Sejak ditinggal almarhum ayahnya yang gagal ginjal, ibunda Adit harus bersusah payah membesarkan anak-anaknya. Ia mengendarai sepeda menjajakan sayuran dari rumah ke rumah, begitu selesai mengantar Adit ke sekolah. Rumahnya dijual untuk biaya rumah sakit almarhum ayah Adit. Namun, hanya dalam tempo enam bulan sejak ayahnya meninggal, Adit didiagnosis menderita leukimia. Akibatnya, ia butuh biaya besar. Ia juga tidak bisa sekolah dengan lancar. Selain biaya, fisiknya juga melemah. Akan tetapi, ibunya tak putus asa. Sebagai rasa cintanya kepada sang ibunda, tiba-tiba, Adit didatangkan di stasiun televisi itu. Diantar kakak-kakaknya, Adit menghadiahi ibunya rangkaian bunga.

Sejak saat itu, pikiran saya tidak dapat melupakan Adit.
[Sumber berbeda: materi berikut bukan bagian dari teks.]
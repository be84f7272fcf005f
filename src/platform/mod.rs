// Desktop application control, one strategy per operating system.

pub mod command;
pub mod windows;

use anyhow::{Result, bail};

use crate::config::DesktopConfig;

pub use command::CommandDesktop;
pub use windows::WindowsDesktop;

/// What the wrapper needs from the engine's desktop application.
pub trait Desktop {
    /// Whether the desktop process is active. Never fails: a broken
    /// inspection mechanism reads as "not running".
    fn is_running(&self) -> bool;

    /// Start the desktop application without waiting for it to come up.
    fn launch(&self) -> Result<()>;
}

/// Pick the strategy for `os` (a `std::env::consts::OS` value), with any
/// configured commands taking the place of the native ones.
pub fn select(os: &str, overrides: &DesktopConfig) -> Box<dyn Desktop> {
    let native = native(os);
    if overrides.detect.is_none() && overrides.launch.is_none() {
        return native;
    }
    Box::new(Configured {
        overrides: overrides.clone(),
        native,
    })
}

fn native(os: &str) -> Box<dyn Desktop> {
    match os {
        "windows" => Box::new(WindowsDesktop::new()),
        "macos" => Box::new(CommandDesktop::macos()),
        "linux" => Box::new(CommandDesktop::linux()),
        other => Box::new(Unsupported { os: other.to_string() }),
    }
}

/// Platforms with no known way to find or start the desktop.
struct Unsupported {
    os: String,
}

impl Desktop for Unsupported {
    fn is_running(&self) -> bool {
        false
    }

    fn launch(&self) -> Result<()> {
        bail!("unsupported platform: {}", self.os)
    }
}

/// Native strategy with either half replaced by a configured command.
struct Configured {
    overrides: DesktopConfig,
    native: Box<dyn Desktop>,
}

impl Desktop for Configured {
    fn is_running(&self) -> bool {
        match &self.overrides.detect {
            Some(query) => command::desktop_running(query),
            None => self.native.is_running(),
        }
    }

    fn launch(&self) -> Result<()> {
        match &self.overrides.launch {
            Some(launch) => command::spawn_detached(command::command_for(launch)),
            None => self.native.launch(),
        }
    }
}
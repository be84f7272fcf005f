use std::process;

use docker_autostart::cli::{self, Cli};
use docker_autostart::{app, logging, platform};

fn main() {
    let cli = Cli::parse_args(std::env::args_os());

    if cli.command.is_empty() {
        eprint!("{}", cli::usage());
        process::exit(1);
    }

    logging::init(cli.verbosity());

    let config = match cli.resolve_config() {
        Ok(config) => config,
        Err(e) => {
            eprintln!("Error: {e:#}");
            process::exit(1);
        }
    };

    let desktop = platform::select(std::env::consts::OS, &config.desktop);

    match app::run(&config, desktop.as_ref(), &cli.command) {
        Ok(code) => process::exit(code),
        Err(e) => {
            eprintln!("{e:#}");
            process::exit(1);
        }
    }
}
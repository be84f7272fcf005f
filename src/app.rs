use std::ffi::OsString;

use anyhow::{Context, Result, bail};
use tracing::{debug, info};

use crate::config::Config;
use crate::engine::{self, Clock, EngineProbe, SystemClock};
use crate::platform::Desktop;

/// Make sure the engine is up, then run `command` through it.
///
/// Returns the forwarded command's exit code. Launch failures, readiness
/// timeouts and a command that cannot be run at all are errors.
pub fn run(config: &Config, desktop: &dyn Desktop, command: &[OsString]) -> Result<i32> {
    ensure_engine(config, desktop, &SystemClock::new())?;
    engine::forward(&config.engine, command)
}

/// Start the desktop application if needed and wait for the engine to
/// answer. Does nothing when the desktop is already running.
pub fn ensure_engine<C>(config: &Config, desktop: &dyn Desktop, clock: &C) -> Result<()>
where
    C: Clock + ?Sized,
{
    if desktop.is_running() {
        debug!("Docker Desktop is already running");
        return Ok(());
    }

    info!("Docker Desktop is not running. Starting it...");
    desktop.launch().context("Failed to start Docker Desktop")?;

    info!("Waiting for Docker to be ready (timeout: {}s)...", config.timeout);
    let probe = EngineProbe::new(&config.engine, &config.probes);
    let outcome =
        engine::wait_until_ready(config.timeout, config.poll_interval(), clock, |budget| {
            probe.is_ready(budget)
        });
    debug!(
        "Readiness wait finished after {:?} and {} probe(s)",
        outcome.elapsed(),
        outcome.attempts()
    );

    if !outcome.is_ready() {
        bail!("Docker failed to start within {} seconds", config.timeout);
    }

    info!("Docker is ready!");
    Ok(())
}
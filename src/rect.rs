//! Oriented rectangle type.
//!
//! [`OrientedRect`] is the result record of the calipers algorithm: a
//! rectangle of arbitrary rotation, described by its center, full extents,
//! and orientation angle. It also carries the small consumer surface a
//! downstream rendering or collision system needs (corners, containment,
//! local axes).

use crate::primitives::{Point2, Vec2};
use num_traits::Float;

/// A 2D rectangle of arbitrary orientation.
///
/// Represented by a center point, full extents along the local axes, and an
/// orientation angle (radians, counter-clockwise from the positive x-axis).
#[derive(Debug, Clone, Copy, PartialEq)]
pub struct OrientedRect<F> {
    /// Center of the rectangle.
    pub center: Point2<F>,
    /// Extent along the local x-axis.
    pub width: F,
    /// Extent along the local y-axis.
    pub height: F,
    /// Rotation angle in radians (counter-clockwise from positive x-axis).
    pub angle: F,
}

impl<F: Float> OrientedRect<F> {
    /// Creates a new rectangle with the given parameters.
    #[inline]
    pub fn new(center: Point2<F>, width: F, height: F, angle: F) -> Self {
        Self {
            center,
            width,
            height,
            angle,
        }
    }

    /// Creates an axis-aligned rectangle (angle zero).
    #[inline]
    pub fn axis_aligned(center: Point2<F>, width: F, height: F) -> Self {
        Self {
            center,
            width,
            height,
            angle: F::zero(),
        }
    }

    /// Returns the area of the rectangle.
    #[inline]
    pub fn area(self) -> F {
        self.width * self.height
    }

    /// Returns half the width.
    #[inline]
    pub fn half_width(self) -> F {
        self.width / F::from(2.0).unwrap()
    }

    /// Returns half the height.
    #[inline]
    pub fn half_height(self) -> F {
        self.height / F::from(2.0).unwrap()
    }

    /// Returns the local x-axis direction (unit vector).
    #[inline]
    pub fn axis_x(self) -> Vec2<F> {
        Vec2::new(self.angle.cos(), self.angle.sin())
    }

    /// Returns the local y-axis direction (unit vector).
    #[inline]
    pub fn axis_y(self) -> Vec2<F> {
        Vec2::new(-self.angle.sin(), self.angle.cos())
    }

    /// Returns the four corners of the rectangle in counter-clockwise order,
    /// starting from the corner at (+width/2, +height/2) in local coordinates.
    pub fn corners(self) -> [Point2<F>; 4] {
        let ux = self.axis_x();
        let uy = self.axis_y();
        let hw = self.half_width();
        let hh = self.half_height();

        [
            self.center + ux * hw + uy * hh,
            self.center - ux * hw + uy * hh,
            self.center - ux * hw - uy * hh,
            self.center + ux * hw - uy * hh,
        ]
    }

    /// Returns `true` if this rectangle contains the given point.
    ///
    /// A point on the boundary is considered inside.
    pub fn contains_point(self, p: Point2<F>) -> bool {
        let d = p - self.center;
        let local_x = d.dot(self.axis_x());
        let local_y = d.dot(self.axis_y());

        local_x.abs() <= self.half_width() && local_y.abs() <= self.half_height()
    }
}
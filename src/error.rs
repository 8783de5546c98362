//! Error types for minrect operations.

use thiserror::Error;

/// Errors that can occur when computing a minimum-area rectangle.
#[derive(Debug, Clone, PartialEq, Eq, Error)]
pub enum MinRectError {
    /// The input polygon has fewer than 3 vertices.
    ///
    /// A bounding rectangle of a 0-, 1-, or 2-point "polygon" would be
    /// degenerate; the caller must supply a genuine convex polygon.
    #[error("polygon needs at least 3 vertices, got {count}")]
    InsufficientVertices {
        /// Number of vertices that were provided.
        count: usize,
    },
}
Besoknya, saya segera menghubungi stasiun televisi itu dan meminta alamat Adit. Setelah susah payah mencari-cari, beberapa hari kemudian, sekretaris saya berputar-putar di daerah Tangerang mencari rumah Adit. Butuh upaya khusus untuk mencari rumahnya. Dari situ, saya jadi mengerti betapa berat penderitaan keluarga ini. Rumah kontrakannya kecil, kusam, dan mereka sering kesulitan darah untuk transfusi Adit.

Pernah Adit terpaksa menunggu berhari-hari untuk mendapatkan darah. Ia harus menunggu di koridor rumah sakit dan menyaksikan orang-orang yang sedang sekarat. Terkadang, darah tidak ada, padahal wajahnya sudah pucat pasi. Begitu dapat darah, Adit dapat menjadi segar kembali. Beberapa kali, saya menghubunginya melalui telepon dan terdengar ucapan syukur begitu selesai mendapat darah.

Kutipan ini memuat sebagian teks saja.